[Stored data]
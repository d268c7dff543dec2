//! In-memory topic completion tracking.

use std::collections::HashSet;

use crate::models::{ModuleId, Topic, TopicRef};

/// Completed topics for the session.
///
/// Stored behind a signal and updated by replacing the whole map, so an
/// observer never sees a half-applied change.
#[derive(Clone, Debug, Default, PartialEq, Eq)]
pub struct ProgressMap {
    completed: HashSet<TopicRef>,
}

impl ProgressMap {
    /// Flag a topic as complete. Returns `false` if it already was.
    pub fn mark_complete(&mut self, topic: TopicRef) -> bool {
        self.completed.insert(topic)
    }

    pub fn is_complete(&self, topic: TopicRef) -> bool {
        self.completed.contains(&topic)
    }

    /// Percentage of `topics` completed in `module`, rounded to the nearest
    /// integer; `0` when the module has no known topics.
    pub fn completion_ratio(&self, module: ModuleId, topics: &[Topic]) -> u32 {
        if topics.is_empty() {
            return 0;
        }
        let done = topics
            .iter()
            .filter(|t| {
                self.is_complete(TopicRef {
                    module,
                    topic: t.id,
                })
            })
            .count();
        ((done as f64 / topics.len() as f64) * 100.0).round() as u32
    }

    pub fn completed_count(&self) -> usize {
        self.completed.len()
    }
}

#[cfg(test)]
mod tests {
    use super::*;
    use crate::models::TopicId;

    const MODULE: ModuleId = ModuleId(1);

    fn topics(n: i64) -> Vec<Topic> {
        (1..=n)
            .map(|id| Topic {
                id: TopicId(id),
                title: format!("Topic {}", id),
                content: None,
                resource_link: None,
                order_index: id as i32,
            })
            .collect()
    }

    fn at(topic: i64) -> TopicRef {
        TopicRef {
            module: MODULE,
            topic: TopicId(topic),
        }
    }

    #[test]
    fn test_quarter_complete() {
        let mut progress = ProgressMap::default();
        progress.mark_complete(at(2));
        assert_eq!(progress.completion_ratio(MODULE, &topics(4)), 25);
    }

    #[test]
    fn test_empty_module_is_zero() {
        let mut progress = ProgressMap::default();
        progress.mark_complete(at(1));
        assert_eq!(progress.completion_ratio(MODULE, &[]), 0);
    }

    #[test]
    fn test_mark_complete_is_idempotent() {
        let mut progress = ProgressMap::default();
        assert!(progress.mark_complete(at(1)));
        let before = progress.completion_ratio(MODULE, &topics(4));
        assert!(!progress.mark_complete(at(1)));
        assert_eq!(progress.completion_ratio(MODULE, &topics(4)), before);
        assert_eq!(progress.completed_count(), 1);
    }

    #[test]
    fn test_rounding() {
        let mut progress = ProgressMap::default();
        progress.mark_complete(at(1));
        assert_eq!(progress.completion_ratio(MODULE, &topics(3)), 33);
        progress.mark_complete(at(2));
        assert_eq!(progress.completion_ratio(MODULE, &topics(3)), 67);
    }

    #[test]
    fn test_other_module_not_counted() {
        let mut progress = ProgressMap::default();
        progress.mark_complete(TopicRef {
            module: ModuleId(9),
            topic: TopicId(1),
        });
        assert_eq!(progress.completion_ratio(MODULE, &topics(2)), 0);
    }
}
* * *
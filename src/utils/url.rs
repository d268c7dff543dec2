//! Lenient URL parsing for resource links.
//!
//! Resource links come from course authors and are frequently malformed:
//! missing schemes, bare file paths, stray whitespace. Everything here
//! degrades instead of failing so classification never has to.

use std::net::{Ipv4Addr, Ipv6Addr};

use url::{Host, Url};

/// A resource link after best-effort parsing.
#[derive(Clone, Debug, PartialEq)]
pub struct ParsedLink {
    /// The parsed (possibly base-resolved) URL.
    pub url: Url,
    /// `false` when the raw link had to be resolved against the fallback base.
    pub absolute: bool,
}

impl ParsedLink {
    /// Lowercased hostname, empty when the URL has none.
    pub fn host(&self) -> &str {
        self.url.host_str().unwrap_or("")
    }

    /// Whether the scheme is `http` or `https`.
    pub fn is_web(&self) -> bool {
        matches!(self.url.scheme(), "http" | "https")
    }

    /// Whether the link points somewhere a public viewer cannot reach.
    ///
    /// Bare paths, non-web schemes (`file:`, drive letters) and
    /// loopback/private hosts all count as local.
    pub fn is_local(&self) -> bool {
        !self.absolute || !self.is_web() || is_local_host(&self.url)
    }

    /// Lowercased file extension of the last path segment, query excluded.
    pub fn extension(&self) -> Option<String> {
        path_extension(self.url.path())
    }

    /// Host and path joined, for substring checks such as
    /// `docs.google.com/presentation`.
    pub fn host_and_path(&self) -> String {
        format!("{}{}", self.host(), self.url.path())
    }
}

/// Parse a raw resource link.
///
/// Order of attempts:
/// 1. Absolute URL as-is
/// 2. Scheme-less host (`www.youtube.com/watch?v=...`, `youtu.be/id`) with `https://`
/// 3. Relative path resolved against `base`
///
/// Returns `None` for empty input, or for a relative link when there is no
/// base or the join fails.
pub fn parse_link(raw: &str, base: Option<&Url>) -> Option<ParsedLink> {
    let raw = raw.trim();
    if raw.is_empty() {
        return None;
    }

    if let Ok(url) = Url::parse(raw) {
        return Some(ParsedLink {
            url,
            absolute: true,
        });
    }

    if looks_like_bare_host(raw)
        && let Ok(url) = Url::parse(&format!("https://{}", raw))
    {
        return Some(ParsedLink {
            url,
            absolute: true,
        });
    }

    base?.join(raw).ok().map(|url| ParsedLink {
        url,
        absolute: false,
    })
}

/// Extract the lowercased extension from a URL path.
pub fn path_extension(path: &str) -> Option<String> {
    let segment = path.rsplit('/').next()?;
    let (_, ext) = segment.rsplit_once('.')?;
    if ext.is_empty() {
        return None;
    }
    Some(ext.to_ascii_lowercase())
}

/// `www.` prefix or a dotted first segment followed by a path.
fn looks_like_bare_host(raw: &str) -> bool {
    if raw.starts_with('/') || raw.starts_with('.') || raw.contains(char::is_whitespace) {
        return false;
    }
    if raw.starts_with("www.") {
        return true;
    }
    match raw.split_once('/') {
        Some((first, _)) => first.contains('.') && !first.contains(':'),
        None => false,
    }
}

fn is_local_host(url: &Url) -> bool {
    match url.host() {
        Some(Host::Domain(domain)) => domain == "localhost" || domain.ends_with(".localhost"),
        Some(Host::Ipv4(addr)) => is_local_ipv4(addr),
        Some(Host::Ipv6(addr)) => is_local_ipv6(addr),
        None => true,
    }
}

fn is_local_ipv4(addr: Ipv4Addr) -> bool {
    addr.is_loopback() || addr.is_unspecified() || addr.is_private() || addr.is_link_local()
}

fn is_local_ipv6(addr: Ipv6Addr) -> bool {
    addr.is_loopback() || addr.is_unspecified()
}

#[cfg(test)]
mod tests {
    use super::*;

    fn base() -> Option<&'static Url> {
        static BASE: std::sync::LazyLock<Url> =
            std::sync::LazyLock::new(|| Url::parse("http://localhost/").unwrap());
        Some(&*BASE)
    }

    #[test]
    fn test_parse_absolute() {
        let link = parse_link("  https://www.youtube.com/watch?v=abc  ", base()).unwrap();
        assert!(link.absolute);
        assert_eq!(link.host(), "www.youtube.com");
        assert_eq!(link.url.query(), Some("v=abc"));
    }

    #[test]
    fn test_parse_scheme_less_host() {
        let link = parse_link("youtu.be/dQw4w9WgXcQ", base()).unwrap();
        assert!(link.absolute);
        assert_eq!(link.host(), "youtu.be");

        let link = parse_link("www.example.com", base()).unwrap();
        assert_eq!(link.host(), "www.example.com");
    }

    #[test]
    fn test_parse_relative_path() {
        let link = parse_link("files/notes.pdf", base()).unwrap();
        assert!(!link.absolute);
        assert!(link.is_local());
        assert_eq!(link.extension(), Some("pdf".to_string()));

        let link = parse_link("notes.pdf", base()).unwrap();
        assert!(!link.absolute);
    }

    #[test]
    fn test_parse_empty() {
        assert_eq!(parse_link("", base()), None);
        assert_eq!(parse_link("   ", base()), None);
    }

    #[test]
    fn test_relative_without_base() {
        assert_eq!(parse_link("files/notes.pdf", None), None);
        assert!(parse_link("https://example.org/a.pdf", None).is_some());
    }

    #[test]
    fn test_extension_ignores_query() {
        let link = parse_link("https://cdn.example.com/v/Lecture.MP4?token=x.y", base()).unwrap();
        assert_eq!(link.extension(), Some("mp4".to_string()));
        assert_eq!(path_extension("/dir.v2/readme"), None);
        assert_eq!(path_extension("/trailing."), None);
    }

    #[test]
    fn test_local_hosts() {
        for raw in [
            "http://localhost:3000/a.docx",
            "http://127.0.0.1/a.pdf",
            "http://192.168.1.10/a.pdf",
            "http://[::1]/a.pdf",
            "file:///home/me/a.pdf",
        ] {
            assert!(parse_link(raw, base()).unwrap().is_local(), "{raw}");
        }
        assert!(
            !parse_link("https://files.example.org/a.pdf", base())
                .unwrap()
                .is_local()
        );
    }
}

*What to produce:*
Check every line of the entries for the string "TopicId". Give only the number of lines that hold it.

*The answer:*
4